● **WORK ITEM**: Take the lines below beginning at the line that has "repository c21b12027cf38c34" and stopping after the line that has "const POINT_SHEET: &str", and print them exactly as they are, with no other lines.

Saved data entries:
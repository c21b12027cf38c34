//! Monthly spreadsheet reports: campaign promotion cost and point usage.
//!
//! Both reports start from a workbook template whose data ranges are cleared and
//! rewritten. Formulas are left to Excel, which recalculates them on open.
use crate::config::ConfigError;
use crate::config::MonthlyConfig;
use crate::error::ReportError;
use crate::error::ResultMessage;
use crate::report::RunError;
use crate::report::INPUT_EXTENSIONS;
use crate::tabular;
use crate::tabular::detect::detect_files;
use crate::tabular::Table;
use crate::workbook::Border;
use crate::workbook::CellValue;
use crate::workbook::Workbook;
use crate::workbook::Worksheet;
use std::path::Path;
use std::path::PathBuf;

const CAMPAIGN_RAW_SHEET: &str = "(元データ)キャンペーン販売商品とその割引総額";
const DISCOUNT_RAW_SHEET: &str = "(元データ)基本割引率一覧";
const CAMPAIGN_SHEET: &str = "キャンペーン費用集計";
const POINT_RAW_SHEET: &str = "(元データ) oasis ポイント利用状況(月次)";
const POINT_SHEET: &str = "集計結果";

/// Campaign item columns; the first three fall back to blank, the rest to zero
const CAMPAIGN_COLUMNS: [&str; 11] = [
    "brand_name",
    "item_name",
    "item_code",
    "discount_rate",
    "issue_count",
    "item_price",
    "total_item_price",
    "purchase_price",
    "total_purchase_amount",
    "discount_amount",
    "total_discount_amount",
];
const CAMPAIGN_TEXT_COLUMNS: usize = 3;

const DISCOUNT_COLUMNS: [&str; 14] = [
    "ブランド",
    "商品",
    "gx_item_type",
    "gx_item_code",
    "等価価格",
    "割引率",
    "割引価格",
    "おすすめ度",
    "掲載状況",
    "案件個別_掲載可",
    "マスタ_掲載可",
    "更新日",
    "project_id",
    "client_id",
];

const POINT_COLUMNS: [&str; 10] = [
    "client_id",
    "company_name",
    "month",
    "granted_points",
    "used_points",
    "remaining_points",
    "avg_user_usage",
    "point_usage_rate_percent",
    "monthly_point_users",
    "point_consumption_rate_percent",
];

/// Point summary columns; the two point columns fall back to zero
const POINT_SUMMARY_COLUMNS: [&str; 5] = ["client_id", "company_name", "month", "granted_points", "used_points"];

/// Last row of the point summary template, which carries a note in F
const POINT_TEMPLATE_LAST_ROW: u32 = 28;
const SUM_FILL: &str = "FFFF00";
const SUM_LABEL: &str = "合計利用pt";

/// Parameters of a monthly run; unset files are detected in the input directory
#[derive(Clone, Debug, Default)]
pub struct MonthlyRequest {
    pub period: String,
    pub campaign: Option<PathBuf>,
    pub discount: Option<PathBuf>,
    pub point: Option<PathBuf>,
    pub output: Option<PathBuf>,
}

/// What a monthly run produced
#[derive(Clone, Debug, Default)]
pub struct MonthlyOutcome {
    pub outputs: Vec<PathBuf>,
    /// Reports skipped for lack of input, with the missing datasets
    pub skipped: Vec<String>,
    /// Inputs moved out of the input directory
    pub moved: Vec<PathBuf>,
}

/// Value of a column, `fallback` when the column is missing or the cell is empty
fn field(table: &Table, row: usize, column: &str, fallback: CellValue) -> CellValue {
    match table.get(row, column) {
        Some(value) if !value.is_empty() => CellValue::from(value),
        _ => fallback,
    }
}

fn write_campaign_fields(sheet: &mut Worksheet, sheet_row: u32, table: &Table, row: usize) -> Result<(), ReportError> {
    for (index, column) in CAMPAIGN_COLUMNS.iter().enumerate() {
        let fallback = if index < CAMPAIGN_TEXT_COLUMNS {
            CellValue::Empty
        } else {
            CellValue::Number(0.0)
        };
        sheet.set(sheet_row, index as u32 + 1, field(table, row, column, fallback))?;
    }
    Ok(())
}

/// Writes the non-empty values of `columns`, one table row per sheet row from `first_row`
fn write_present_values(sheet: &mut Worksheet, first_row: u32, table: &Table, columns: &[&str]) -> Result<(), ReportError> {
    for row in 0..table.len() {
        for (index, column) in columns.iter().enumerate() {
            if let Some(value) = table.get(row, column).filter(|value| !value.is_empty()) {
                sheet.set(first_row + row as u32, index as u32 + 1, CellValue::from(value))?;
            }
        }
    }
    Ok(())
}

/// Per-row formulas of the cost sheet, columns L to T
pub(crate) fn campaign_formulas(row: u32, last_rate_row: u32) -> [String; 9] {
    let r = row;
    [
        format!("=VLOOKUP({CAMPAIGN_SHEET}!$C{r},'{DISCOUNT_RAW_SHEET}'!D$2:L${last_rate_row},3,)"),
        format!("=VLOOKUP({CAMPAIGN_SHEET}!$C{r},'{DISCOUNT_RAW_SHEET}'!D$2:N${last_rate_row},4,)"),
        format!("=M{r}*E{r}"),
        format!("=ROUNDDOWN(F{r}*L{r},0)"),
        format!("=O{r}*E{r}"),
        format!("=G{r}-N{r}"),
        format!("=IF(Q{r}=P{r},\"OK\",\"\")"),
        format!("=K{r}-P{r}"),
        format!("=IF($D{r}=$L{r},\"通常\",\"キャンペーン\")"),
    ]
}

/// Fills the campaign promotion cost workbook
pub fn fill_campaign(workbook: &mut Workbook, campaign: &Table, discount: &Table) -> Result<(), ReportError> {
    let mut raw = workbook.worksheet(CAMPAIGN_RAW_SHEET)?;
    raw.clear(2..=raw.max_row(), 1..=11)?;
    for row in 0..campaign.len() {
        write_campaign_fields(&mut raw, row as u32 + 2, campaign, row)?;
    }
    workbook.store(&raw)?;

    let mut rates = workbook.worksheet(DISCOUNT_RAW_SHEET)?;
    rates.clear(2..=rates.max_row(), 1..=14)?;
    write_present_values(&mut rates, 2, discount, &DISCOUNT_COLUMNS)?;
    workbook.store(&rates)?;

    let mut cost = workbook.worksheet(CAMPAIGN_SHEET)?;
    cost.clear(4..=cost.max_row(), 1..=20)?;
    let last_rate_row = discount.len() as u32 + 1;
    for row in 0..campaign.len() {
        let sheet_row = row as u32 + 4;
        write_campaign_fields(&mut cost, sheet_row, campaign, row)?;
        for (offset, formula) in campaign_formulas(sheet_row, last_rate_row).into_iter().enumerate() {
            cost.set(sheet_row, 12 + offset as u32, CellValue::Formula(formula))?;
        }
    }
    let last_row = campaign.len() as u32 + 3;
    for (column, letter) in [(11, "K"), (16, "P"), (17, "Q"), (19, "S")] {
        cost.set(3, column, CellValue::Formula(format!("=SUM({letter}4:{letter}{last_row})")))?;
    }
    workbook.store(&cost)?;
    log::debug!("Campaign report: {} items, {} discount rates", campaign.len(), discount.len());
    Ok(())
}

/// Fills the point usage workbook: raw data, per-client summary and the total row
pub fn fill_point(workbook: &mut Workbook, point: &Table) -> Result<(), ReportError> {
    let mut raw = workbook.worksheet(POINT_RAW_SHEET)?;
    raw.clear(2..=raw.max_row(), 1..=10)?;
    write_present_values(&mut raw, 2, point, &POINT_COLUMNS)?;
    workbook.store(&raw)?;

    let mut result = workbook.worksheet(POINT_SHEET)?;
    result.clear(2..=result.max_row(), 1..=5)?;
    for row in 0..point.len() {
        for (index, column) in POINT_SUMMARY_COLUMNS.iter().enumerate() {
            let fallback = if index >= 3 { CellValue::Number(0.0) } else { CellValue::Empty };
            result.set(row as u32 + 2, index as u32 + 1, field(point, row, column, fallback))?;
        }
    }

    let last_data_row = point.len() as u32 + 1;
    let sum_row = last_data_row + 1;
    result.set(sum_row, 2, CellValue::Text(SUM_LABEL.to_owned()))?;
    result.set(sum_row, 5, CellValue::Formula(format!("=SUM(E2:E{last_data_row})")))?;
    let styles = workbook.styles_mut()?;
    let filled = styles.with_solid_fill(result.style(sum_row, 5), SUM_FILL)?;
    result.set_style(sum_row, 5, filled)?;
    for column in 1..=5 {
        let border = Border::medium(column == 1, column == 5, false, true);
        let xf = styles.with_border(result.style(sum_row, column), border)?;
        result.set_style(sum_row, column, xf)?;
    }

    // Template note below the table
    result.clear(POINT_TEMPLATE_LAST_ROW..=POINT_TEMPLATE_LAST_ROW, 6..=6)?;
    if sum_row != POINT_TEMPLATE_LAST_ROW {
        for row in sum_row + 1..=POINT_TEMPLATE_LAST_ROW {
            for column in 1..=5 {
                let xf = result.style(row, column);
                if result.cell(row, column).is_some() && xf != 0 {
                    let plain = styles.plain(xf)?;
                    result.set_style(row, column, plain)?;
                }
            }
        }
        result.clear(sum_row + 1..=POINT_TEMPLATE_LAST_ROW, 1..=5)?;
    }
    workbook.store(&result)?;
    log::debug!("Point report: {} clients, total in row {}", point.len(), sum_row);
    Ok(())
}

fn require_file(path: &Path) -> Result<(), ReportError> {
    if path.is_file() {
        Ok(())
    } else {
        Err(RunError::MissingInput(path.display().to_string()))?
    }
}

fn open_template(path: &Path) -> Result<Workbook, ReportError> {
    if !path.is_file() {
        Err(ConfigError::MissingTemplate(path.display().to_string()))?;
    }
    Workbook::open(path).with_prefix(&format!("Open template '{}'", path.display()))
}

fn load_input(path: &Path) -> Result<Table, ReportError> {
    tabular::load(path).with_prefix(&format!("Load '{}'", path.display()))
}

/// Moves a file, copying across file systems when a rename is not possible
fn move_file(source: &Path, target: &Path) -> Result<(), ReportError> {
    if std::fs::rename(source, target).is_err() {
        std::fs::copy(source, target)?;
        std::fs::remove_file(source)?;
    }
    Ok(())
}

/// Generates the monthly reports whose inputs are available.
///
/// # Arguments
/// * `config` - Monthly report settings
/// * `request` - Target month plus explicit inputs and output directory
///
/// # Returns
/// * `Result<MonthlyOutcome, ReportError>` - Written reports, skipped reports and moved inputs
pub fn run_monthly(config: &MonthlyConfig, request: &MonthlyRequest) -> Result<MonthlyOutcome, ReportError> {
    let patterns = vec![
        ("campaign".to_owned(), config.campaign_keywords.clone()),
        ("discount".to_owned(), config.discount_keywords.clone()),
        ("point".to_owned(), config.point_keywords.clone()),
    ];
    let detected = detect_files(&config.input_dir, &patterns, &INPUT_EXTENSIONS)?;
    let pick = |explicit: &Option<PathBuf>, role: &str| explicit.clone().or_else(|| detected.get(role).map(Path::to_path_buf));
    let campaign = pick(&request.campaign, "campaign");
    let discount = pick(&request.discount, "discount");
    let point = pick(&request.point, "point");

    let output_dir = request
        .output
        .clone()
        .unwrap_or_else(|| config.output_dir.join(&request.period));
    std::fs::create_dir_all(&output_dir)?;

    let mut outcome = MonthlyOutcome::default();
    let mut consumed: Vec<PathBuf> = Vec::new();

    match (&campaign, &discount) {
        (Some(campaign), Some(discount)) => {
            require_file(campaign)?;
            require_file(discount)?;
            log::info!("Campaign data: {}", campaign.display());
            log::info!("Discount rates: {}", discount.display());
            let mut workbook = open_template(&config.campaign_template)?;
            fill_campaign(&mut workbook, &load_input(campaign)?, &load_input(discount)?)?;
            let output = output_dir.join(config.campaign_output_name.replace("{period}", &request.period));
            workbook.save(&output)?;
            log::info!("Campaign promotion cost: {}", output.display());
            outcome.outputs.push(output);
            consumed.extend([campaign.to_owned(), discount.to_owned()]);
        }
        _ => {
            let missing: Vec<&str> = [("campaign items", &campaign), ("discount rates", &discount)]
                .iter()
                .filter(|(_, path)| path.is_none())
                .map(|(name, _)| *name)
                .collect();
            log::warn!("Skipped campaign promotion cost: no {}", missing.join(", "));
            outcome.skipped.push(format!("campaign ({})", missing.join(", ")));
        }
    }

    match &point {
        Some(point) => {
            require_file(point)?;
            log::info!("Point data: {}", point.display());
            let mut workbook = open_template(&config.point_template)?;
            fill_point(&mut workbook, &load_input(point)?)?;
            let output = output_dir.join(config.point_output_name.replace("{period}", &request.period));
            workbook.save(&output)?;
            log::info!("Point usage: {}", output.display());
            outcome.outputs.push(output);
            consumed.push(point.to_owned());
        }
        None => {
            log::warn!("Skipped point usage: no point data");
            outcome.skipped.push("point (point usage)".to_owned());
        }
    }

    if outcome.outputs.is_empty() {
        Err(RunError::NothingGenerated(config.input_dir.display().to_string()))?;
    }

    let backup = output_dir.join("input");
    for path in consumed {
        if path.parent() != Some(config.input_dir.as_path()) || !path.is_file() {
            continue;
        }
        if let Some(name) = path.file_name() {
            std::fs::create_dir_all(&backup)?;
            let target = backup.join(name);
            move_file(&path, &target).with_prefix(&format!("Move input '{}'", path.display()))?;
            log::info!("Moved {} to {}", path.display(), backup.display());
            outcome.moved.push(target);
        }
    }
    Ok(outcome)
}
---
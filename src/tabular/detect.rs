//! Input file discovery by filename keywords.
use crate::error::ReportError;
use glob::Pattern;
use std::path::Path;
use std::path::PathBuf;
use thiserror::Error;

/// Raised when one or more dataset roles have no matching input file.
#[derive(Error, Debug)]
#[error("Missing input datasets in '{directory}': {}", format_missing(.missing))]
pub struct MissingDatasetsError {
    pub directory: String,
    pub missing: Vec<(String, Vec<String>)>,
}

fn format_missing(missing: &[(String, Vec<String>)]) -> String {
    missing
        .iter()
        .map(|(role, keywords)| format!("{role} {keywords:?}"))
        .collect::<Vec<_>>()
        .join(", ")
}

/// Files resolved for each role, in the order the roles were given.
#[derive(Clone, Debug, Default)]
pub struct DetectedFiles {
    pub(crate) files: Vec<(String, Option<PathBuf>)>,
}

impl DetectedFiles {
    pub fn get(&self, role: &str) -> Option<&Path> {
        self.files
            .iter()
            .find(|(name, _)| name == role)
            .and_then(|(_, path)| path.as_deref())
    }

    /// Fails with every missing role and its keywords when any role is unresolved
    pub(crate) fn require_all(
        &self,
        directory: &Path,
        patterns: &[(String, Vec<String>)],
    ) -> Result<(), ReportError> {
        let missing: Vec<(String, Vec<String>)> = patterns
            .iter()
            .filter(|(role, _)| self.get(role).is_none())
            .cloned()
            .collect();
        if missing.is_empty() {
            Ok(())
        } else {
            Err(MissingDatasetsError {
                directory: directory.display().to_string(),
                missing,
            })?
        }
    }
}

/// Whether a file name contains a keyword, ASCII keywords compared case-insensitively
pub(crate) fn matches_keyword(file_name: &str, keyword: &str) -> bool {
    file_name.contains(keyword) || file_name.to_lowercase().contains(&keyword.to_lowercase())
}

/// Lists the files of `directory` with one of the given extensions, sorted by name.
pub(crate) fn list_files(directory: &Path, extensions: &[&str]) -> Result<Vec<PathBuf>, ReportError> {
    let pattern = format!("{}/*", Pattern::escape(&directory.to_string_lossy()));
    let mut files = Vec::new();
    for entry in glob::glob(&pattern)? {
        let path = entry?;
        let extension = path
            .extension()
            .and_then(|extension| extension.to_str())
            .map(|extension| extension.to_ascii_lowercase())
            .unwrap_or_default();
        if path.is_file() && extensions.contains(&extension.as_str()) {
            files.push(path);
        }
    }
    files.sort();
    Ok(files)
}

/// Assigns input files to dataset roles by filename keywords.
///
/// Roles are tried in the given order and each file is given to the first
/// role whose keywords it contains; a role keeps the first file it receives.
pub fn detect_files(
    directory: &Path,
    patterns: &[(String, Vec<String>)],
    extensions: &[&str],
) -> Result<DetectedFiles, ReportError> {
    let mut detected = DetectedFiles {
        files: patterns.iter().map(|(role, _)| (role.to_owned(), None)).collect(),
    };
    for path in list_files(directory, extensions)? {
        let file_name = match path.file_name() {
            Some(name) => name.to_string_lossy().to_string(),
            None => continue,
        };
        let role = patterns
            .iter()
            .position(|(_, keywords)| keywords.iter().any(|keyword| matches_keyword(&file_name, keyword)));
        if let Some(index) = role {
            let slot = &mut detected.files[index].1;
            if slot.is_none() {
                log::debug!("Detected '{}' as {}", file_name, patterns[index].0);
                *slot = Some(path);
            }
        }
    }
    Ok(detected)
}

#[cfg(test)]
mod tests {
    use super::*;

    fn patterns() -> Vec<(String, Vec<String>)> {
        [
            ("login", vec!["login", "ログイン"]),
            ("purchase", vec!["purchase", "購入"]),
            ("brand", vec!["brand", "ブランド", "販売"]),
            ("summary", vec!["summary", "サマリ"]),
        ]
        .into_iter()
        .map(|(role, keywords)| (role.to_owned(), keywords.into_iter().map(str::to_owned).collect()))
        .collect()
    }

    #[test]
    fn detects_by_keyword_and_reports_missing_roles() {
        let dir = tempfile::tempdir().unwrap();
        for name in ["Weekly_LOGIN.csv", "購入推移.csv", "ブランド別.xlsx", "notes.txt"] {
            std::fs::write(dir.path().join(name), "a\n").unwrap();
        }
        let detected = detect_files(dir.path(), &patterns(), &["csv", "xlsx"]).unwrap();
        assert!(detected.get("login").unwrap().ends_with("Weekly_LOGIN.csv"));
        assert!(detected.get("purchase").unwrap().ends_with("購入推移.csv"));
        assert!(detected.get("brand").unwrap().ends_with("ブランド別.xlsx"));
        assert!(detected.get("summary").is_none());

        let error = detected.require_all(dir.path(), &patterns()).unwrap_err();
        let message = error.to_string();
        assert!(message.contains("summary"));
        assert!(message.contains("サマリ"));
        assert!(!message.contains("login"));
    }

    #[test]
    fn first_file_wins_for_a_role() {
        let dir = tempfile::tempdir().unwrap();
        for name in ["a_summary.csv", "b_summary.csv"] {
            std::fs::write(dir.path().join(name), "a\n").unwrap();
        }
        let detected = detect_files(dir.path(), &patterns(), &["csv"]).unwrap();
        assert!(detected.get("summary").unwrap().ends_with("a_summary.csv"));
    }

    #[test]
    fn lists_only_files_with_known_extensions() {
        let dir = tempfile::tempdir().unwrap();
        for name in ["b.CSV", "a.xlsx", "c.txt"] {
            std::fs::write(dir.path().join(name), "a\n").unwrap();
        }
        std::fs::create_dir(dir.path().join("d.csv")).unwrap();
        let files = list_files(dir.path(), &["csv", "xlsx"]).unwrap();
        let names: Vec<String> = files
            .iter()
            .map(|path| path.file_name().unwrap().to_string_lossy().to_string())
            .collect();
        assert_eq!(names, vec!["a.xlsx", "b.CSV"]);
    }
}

● **ANSWER SPACE**:
repository c21b12027cf38c34
//! Monthly spreadsheet reports: campaign promotion cost and point usage.
//!
//! Both reports start from a workbook template whose data ranges are cleared and
//! rewritten. Formulas are left to Excel, which recalculates them on open.
use crate::config::ConfigError;
use crate::config::MonthlyConfig;
use crate::error::ReportError;
use crate::error::ResultMessage;
use crate::report::RunError;
use crate::report::INPUT_EXTENSIONS;
use crate::tabular;
use crate::tabular::detect::detect_files;
use crate::tabular::Table;
use crate::workbook::Border;
use crate::workbook::CellValue;
use crate::workbook::Workbook;
use crate::workbook::Worksheet;
use std::path::Path;
use std::path::PathBuf;

const CAMPAIGN_RAW_SHEET: &str = "(元データ)キャンペーン販売商品とその割引総額";
const DISCOUNT_RAW_SHEET: &str = "(元データ)基本割引率一覧";
const CAMPAIGN_SHEET: &str = "キャンペーン費用集計";
const POINT_RAW_SHEET: &str = "(元データ) oasis ポイント利用状況(月次)";
const POINT_SHEET: &str = "集計結果";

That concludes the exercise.